Para traduzir os textos científicos e filosóficos do árabe para o latim, eles fundaram em Toledo a Escola de Tradutores, que passou a ser o principal centro cultural da Europa, atraindo cristãos de todo o continente.
Para os muçulmanos, a ocupação de Toledo significava que eles precisavam de ajuda para manter o controle sobre o resto da península.
E aí eles tiveram que pedir socorro para outros muçulmanos, os berberes Almoravids, originárias do Saara.
Os Almoravids haviam controlado o norte da África e estabelecido sua capital em Marraquesh (Marrocos) uns anos antes, em 1062.
Novas ondas berberes na Península Ibérica
Os Almoravids ajudaram os reinos de taifas a conter os cristãos. Mas não foram embora depois. Logo eles assumiriam o controle de todas as Taifas, começando por Sevilha.
Eles recriaram o Califado e fizeram de Sevilha sua capital.
Mas os Almoravids não mantiveram-se no poder por muito tempo. Marraquesh, cerca de cem anos depois, foi ocupada por outro grupo de tribos berberes, os Almohads, originários do norte do Marrocos.
Depois de controlar a situação no norte da África, os Almohads foram ocupar as terras dos Almoravids do outro lado do Estreito de Gibraltar.
O avanço cristão
Até que, em 1212, todos os reinos cristãos da Península Ibérica, com apoio de forças francesas, do papa e dos cavaleiros templários, enfrentaram o exército Almohad em um lugar chamado Navas de Tolosa – e venceram.
A partir daí, especialmente em função de seus próprios conflitos internos, o Califado Almohad começou a desintegrar-se.
No vácuo de poder, restaram dois últimos reinos muçulmanos, um com sede em Múrcia, outro com sede em Granada.
Eles adotaram políticas bem diferentes em relação ao mundo cristão. Múrcia optou pelo enfrentamento e, logo, perdeu Córdoba, Sevilha, Valência e as Ilhas Baleares.
Granada optou pela diplomacia e, reconhecendo vassalagem ao cristão Reino de Castela, resistiu por mais 250 anos.
Granada, o último reduto muçulmano na Espanha
O Reino de Granada, também chamado de Emirado de Granada, foi governado a partir de 1232 pela dinastia Naṣrid, remanescente dos antigos Almoravids.
Sua sede era em Alhambra, uma cidade murada no alto de uma colina na cidade de Granada.

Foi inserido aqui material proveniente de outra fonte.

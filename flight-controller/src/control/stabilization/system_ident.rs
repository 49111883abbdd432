use shared_definitions::{MAX_AXES, PITCH, ROLL, YAW};

use crate::config::constants::{SYSTEM_IDENT_MEASURE_TIME_S, SYSTEM_IDENT_PREPARE_TIME_MS};

/// Axis and direction of the excitation for each of the eight phases of a cycle.
const EXCITATION_PATTERN: [(usize, f32); 8] = [
    (YAW, 1.0),
    (ROLL, 1.0),
    (YAW, -1.0),
    (ROLL, -1.0),
    (YAW, 1.0),
    (PITCH, 1.0),
    (YAW, -1.0),
    (PITCH, -1.0),
];

/// Schedules the square-wave "wiggle" that autotune identifies the airframe from.
///
/// A cycle is eight phases of `2^shift` loop iterations each. The shift is chosen from the
/// loop rate so a cycle lasts roughly half a second. Measurement starts on a cycle boundary
/// once the craft had time to settle and runs for about a minute.
#[derive(Debug, Clone, Copy, PartialEq)]
pub struct SystemIdentExcitation {
    shift: u32,
    mask: u32,
    measure_length: u32,
    measuring: bool,
    enter_time_us: u64,
    measure_remaining: u32,
}

impl SystemIdentExcitation {
    pub fn new(dt_expected: f32) -> Self {
        let shift = if dt_expected < 0.0004 {
            8
        } else if dt_expected < 0.0008 {
            7
        } else if dt_expected < 0.0014 {
            6
        } else {
            5
        };
        let mask = (1_u32 << (shift + 3)) - 1;
        let measure_length = (SYSTEM_IDENT_MEASURE_TIME_S / dt_expected) as u32 & !mask;

        Self {
            shift,
            mask,
            measure_length,
            measuring: false,
            enter_time_us: 0,
            measure_remaining: 0,
        }
    }

    /// Number of loop iterations in one full cycle.
    pub fn cycle_length(&self) -> u32 {
        self.mask + 1
    }

    pub fn is_measuring(&self) -> bool {
        self.measuring && self.measure_remaining > 0
    }

    /// Per-axis bookkeeping run before the axis law. The roll axis drives the schedule.
    pub fn prepare_axis(
        &mut self,
        axis: usize,
        reinit: bool,
        iteration: u32,
        now_us: u64,
        armed: bool,
    ) {
        if axis == ROLL {
            if reinit {
                self.enter_time_us = now_us;
                self.measuring = false;
            }

            let prepared = now_us.saturating_sub(self.enter_time_us)
                > SYSTEM_IDENT_PREPARE_TIME_MS as u64 * 1000;
            if !self.measuring && prepared && iteration & self.mask == 0 {
                self.measuring = true;
                self.measure_remaining = self.measure_length;
            }
        }

        if !armed {
            self.measuring = false;
        }
    }

    /// Returns the position inside the cycle and the excitation to add to this axis output.
    pub fn excite(&mut self, axis: usize, iteration: u32, scale: f32) -> Option<(u16, f32)> {
        if !self.is_measuring() {
            return None;
        }
        if axis == YAW {
            self.measure_remaining -= 1;
        }

        let phase = ((iteration >> self.shift) & 0x07) as usize;
        let (excited_axis, direction) = EXCITATION_PATTERN[phase];
        let offset = if excited_axis == axis {
            direction * scale
        } else {
            0.0
        };
        Some(((iteration & self.mask) as u16, offset))
    }
}

/// Amount of excitation per axis. Once an estimate exists, more responsive axes get less.
pub fn excitation_scale(
    effort: f32,
    beta: f32,
    have_estimate: bool,
    reference_beta: f32,
    max: f32,
) -> f32 {
    let scale = if have_estimate {
        effort * libm::expf(reference_beta - beta)
    } else {
        effort
    };
    scale.min(max)
}

/// Convenience for computing all three axes at once.
pub fn excitation_scales(
    effort: &[f32; MAX_AXES],
    beta: &[f32; MAX_AXES],
    have_estimate: bool,
    reference_beta: f32,
    max: f32,
) -> [f32; MAX_AXES] {
    let mut scales = [0.0; MAX_AXES];
    for axis in 0..MAX_AXES {
        scales[axis] =
            excitation_scale(effort[axis], beta[axis], have_estimate, reference_beta, max);
    }
    scales
}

A Alhambra é hoje o único exemplar de cidade palaciana árabe daquele período.

Não só por isso, como também por sua arquitetura espetacular e importância cultural, ela é considerada Patrimônio da Humanidade.
Salas e salas como essa… … com essa riqueza de detalhes
A partir da metade do século XIII, o Reino de Granada passou a ser o único lugar seguro para os muçulmanos que precisavam fugir dos lugares conquistados pelos cristãos.
Na capital, as famílias da elite social e cultural muçulmana instalaram-se no Albaicín, hoje um bairro na encosta do morro imediatamente em frente ao morro onde fica a Alhambra.

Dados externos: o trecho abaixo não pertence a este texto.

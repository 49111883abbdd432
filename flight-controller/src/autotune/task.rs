use std::sync::{
    atomic::{AtomicU32, Ordering},
    Arc,
};

use shared_definitions::{
    actuator::{FlightMode, FlightStatus},
    system_ident::SystemIdentResult,
    MAX_AXES,
};

use super::{
    ekf::{RateTorqueEkf, TAU},
    sample_tap::{AtQueuedData, AutotuneRecord},
};
use crate::{
    config::{
        constants::{
            AUTOTUNE_MAX_SAMPLE_GAP, AUTOTUNE_NOISE_ALPHA, AUTOTUNE_SAVE_RETRY_MS,
            GYRO_SAMPLE_PERIOD_S, THROTTLE_ACCUMULATOR_SCALE,
        },
        store::SettingsPersistence,
    },
    util::{sample_queue::Consumer, time::time_difference_ms},
};

#[derive(Debug, Default, Clone, Copy, PartialEq, Eq)]
#[repr(u8)]
pub enum AutotuneState {
    #[default]
    Init = 0,
    Start = 1,
    WaitFirstPoint = 2,
    Run = 3,
    Waiting = 4,
}

/// Consumer side of autotune: drains the sample queue into the identification filter.
pub struct AutotuneTask {
    consumer: Consumer<AutotuneRecord>,
    spilled: Arc<AtomicU32>,
    ekf: RateTorqueEkf,
    state: AutotuneState,
    last_sample_num: Option<u16>,
    predicts: u32,
    throttle_accumulator: u32,
    noise: [f32; MAX_AXES],
    save_pending: bool,
    last_save_attempt_ms: Option<u32>,
    result: SystemIdentResult,
}

/// Fits 89% throttle for about a minute at 8 kHz, then holds at the maximum.
fn accumulate_throttle(accumulator: u32, throttle: f32) -> u32 {
    accumulator.saturating_add((throttle * THROTTLE_ACCUMULATOR_SCALE) as u32)
}

impl AutotuneTask {
    pub fn new(consumer: Consumer<AutotuneRecord>, spilled: Arc<AtomicU32>) -> Self {
        Self {
            consumer,
            spilled,
            ekf: RateTorqueEkf::default(),
            state: AutotuneState::Init,
            last_sample_num: None,
            predicts: 0,
            throttle_accumulator: 0,
            noise: [0.0; MAX_AXES],
            save_pending: false,
            last_save_attempt_ms: None,
            result: SystemIdentResult::default(),
        }
    }

    pub fn state(&self) -> AutotuneState {
        self.state
    }

    pub fn result(&self) -> &SystemIdentResult {
        &self.result
    }

    pub fn save_pending(&self) -> bool {
        self.save_pending
    }

    pub fn ekf(&self) -> &RateTorqueEkf {
        &self.ekf
    }

    fn set_state(&mut self, state: AutotuneState) {
        if state != self.state {
            log::debug!("Autotune {:?} -> {:?}", self.state, state);
            self.state = state;
        }
    }

    /// One polling cycle. Returns the identification result when there is something new to
    /// publish.
    pub fn step(
        &mut self,
        flight_status: FlightStatus,
        now_ms: u32,
        persistence: &mut dyn SettingsPersistence,
    ) -> Option<SystemIdentResult> {
        if !flight_status.armed {
            self.try_save(now_ms, persistence);
        }

        if flight_status.flight_mode != FlightMode::Autotune && self.state != AutotuneState::Init
        {
            self.set_state(AutotuneState::Init);
        }

        match self.state {
            AutotuneState::Init => {
                if flight_status.armed && flight_status.flight_mode == FlightMode::Autotune {
                    self.set_state(AutotuneState::Start);
                }
                None
            }
            AutotuneState::Start => {
                self.restart();
                self.set_state(AutotuneState::WaitFirstPoint);
                None
            }
            AutotuneState::WaitFirstPoint => {
                if self.consumer.read_pos().is_some() {
                    log::info!("Autotune measuring");
                    self.set_state(AutotuneState::Run);
                }
                None
            }
            AutotuneState::Run => Some(self.drain()),
            AutotuneState::Waiting => None,
        }
    }

    fn restart(&mut self) {
        self.consumer.clear();
        self.spilled.store(0, Ordering::Relaxed);
        self.ekf.af_init();
        self.last_sample_num = None;
        self.predicts = 0;
        self.throttle_accumulator = 0;
        self.noise = [0.0; MAX_AXES];
    }

    fn drain(&mut self) -> SystemIdentResult {
        while let Some(record) = self.consumer.try_pop() {
            match record {
                AutotuneRecord::Sample(data) => self.process_sample(&data),
                AutotuneRecord::EndOfRun => {
                    self.result = self.build_result(true);
                    self.save_pending = true;
                    self.last_save_attempt_ms = None;
                    log::info!(
                        "Autotune finished after {} samples, {} spilled, hover throttle {:.3}",
                        self.result.num_af_predicts,
                        self.result.num_spilled_pts,
                        self.result.hover_throttle
                    );
                    self.set_state(AutotuneState::Waiting);
                    return self.result;
                }
            }
        }

        self.result = self.build_result(false);
        self.result
    }

    fn process_sample(&mut self, data: &AtQueuedData) {
        let intervals = match self.last_sample_num {
            Some(previous) => (data.sample_num.wrapping_sub(previous) as u32)
                .clamp(1, AUTOTUNE_MAX_SAMPLE_GAP),
            None => 1,
        };
        self.last_sample_num = Some(data.sample_num);

        let innovations = self
            .ekf
            .af_predict(&data.u, &data.y, intervals as f32 * GYRO_SAMPLE_PERIOD_S);
        for (noise, innovation) in self.noise.iter_mut().zip(innovations.iter()) {
            *noise = AUTOTUNE_NOISE_ALPHA * *noise
                + (1.0 - AUTOTUNE_NOISE_ALPHA) * innovation * innovation;
        }

        self.throttle_accumulator = accumulate_throttle(self.throttle_accumulator, data.throttle);
        self.predicts += 1;
    }

    fn build_result(&self, new_tune: bool) -> SystemIdentResult {
        let hover_throttle = if self.predicts > 0 {
            self.throttle_accumulator as f32 / self.predicts as f32 / THROTTLE_ACCUMULATOR_SCALE
        } else {
            0.0
        };

        SystemIdentResult {
            beta: self.ekf.ln_beta(),
            tau: self.ekf.x[TAU],
            bias: self.ekf.bias(),
            noise: self.noise,
            num_af_predicts: self.predicts,
            num_spilled_pts: self.spilled.load(Ordering::Relaxed),
            hover_throttle,
            new_tune,
        }
    }

    /// Writes the finished tune once disarmed, retrying after a pause on failure.
    fn try_save(&mut self, now_ms: u32, persistence: &mut dyn SettingsPersistence) {
        if !self.save_pending {
            return;
        }
        if let Some(last_attempt) = self.last_save_attempt_ms {
            if time_difference_ms(last_attempt, now_ms) < AUTOTUNE_SAVE_RETRY_MS {
                return;
            }
        }

        self.last_save_attempt_ms = Some(now_ms);
        match persistence.save_system_ident(&self.result) {
            Ok(()) => {
                self.save_pending = false;
                log::info!("Autotune result saved");
            }
            Err(error) => log::warn!("Saving autotune result failed, will retry: {}", error),
        }
    }
}
use libm::roundf;
use shared_definitions::{
    actuator::DshotCommand,
    settings::{ActuatorChannel, ChannelType},
};

use crate::config::constants::{
    DSHOT_3D_RANGE_MAX, DSHOT_3D_REVERSE_OFFSET, DSHOT_MAX_THROTTLE, DSHOT_MIN_THROTTLE,
};

const DSHOT_DEADBAND_NORMAL: u16 = 0;
const DSHOT_DEADBAND_3D: u16 = 1;
const DSHOT_DEADBAND_3D_REVERSED: u16 = 2;

/// Lower and upper bound of a channel, whichever way round min and max are configured.
pub fn channel_bounds(channel: &ActuatorChannel) -> (f32, f32) {
    if channel.min <= channel.max {
        (channel.min, channel.max)
    } else {
        (channel.max, channel.min)
    }
}

/// Maps a normalized value in [-1,1] to a pulse width. `None` (or a non finite value) means
/// "do not spin": the neutral point for 3D channels, the minimum otherwise.
pub fn scale_pwm(value: Option<f32>, channel: &ActuatorChannel) -> f32 {
    let mut deadband = channel.deadband as f32 / 2.0;

    let value = match value.filter(|value| value.is_finite()) {
        Some(value) => value,
        None if deadband != 0.0 => return channel.neutral,
        None => return channel.min,
    };

    if channel.min > channel.max {
        deadband = -deadband;
    }

    let scaled = if value >= 0.0 {
        value * (channel.max - channel.neutral - deadband) + channel.neutral + deadband
    } else {
        value * (channel.neutral - channel.min - deadband) + channel.neutral - deadband
    };

    let (low, high) = channel_bounds(channel);
    scaled.max(low).min(high)
}

/// Maps a normalized value to a DShot throttle word. The deadband field selects the mode:
/// 0 normal, 1 bidirectional (3D), 2 reversed bidirectional. Anything else never spins.
/// Words other than the stop word 0 stay inside the configured channel range.
pub fn scale_dshot(value: Option<f32>, channel: &ActuatorChannel) -> f32 {
    let word = dshot_word(value, channel);
    if word == 0.0 {
        return 0.0;
    }
    let (low, high) = channel_bounds(channel);
    word.max(low).min(high)
}

fn dshot_word(value: Option<f32>, channel: &ActuatorChannel) -> f32 {
    let Some(mut value) = value.filter(|value| value.is_finite()) else {
        return 0.0;
    };

    let reversed = match channel.deadband {
        DSHOT_DEADBAND_NORMAL => {
            let neutral = channel.neutral;
            let scaled = roundf((DSHOT_MAX_THROTTLE - neutral) * value) + neutral;
            let scaled = scaled.min(DSHOT_MAX_THROTTLE);
            // Only reachable with a bad neutral value.
            return if scaled < DSHOT_MIN_THROTTLE { 0.0 } else { scaled };
        }
        DSHOT_DEADBAND_3D => false,
        DSHOT_DEADBAND_3D_REVERSED => true,
        _ => return 0.0,
    };

    // Neutral is configured as if the channel was unipolar.
    let neutral = (channel.neutral - DSHOT_MIN_THROTTLE) / 2.0;

    let negative = if value < 0.0 {
        value = -value;
        !reversed
    } else {
        reversed
    };

    let scaled = roundf((DSHOT_3D_RANGE_MAX - neutral) * value + neutral)
        .min(DSHOT_3D_RANGE_MAX)
        .max(0.0);

    if negative {
        scaled + DSHOT_3D_REVERSE_OFFSET
    } else {
        scaled + DSHOT_MIN_THROTTLE
    }
}

/// Scales one channel. While a DShot command is being sent, masked DShot channels carry the
/// command id instead of a throttle value.
pub fn scale_channel(
    value: Option<f32>,
    index: usize,
    channel: &ActuatorChannel,
    active_command: Option<DshotCommand>,
) -> f32 {
    match channel.channel_type {
        ChannelType::DShot => {
            if let Some(command) = active_command {
                if command.channel_mask() & (1 << index) != 0 {
                    return command.cmd_id() as f32;
                }
            }
            scale_dshot(value, channel)
        }
        ChannelType::Pwm | ChannelType::OneShot => scale_pwm(value, channel),
    }
}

Outro local onde elas instalaram-se foi em Málaga, no litoral, segunda cidade mais importante do reino.
Embora temessem os cristãos, que agora os cercavam completamente, os Naṣrids optaram por não pedir ajuda de outros povos muçulmanos. Afinal, todos que vinham para ajudar acabavam ficando e tomando o poder.
A partir da metade do século XIV, o Reino de Granada entrou no seu período de maior esplendor.
A fundação da Universidade Naṣrid (al-Madrasa al-Nasriyya) colocou Granada no circuito de alto desenvolvimento do conhecimento árabe, ao lado de cidades como Marraquesh, Fez e Túnis, no norte da África.
Granada era também um entreposto comercial entre o leste e o oeste. Sua economia prosperava.
Ao mesmo tempo, a cristandade foi uma ameaça menor nessa fase: a Peste Negra havia matado mais de um terço da população da Europa e os reinos cristãos da península disputavam o poder entre si.
Algumas fontes dizem que, nessa fase, Granada, chegou a ser a cidade mais populosa e uma das mais prósperas da Europa.
A queda de Granada
As relações com o mundo cristão ficaram mais complicadas no século XV, quando o Reino de Castela ocupou Antequera (1410) e Gibraltar (1462).
Mas foi o casamento de Isabel de Castela e Fernando de Aragão que levou, de fato, à expulsão dos muçulmanos da Espanha.
Juntos, esses dois reinos controlavam praticamente todo o território que forma a Espanha dos dias de hoje.
O capítulo final dessa história é a Guerra de Granada (1482 – 1492). O último rei muçulmano, ao entregar a Alhambra para os cristãos, conseguiu salvar a cidade da destruição.
Os reis católicos, em um primeiro momento, permitiram que ele continuasse na região, na Alpujarra (nas montanhas, no lado sul da Sierra Nevada).
A arquitetura em muitas cidades dessa região ainda mantém características da arquitetura árabe.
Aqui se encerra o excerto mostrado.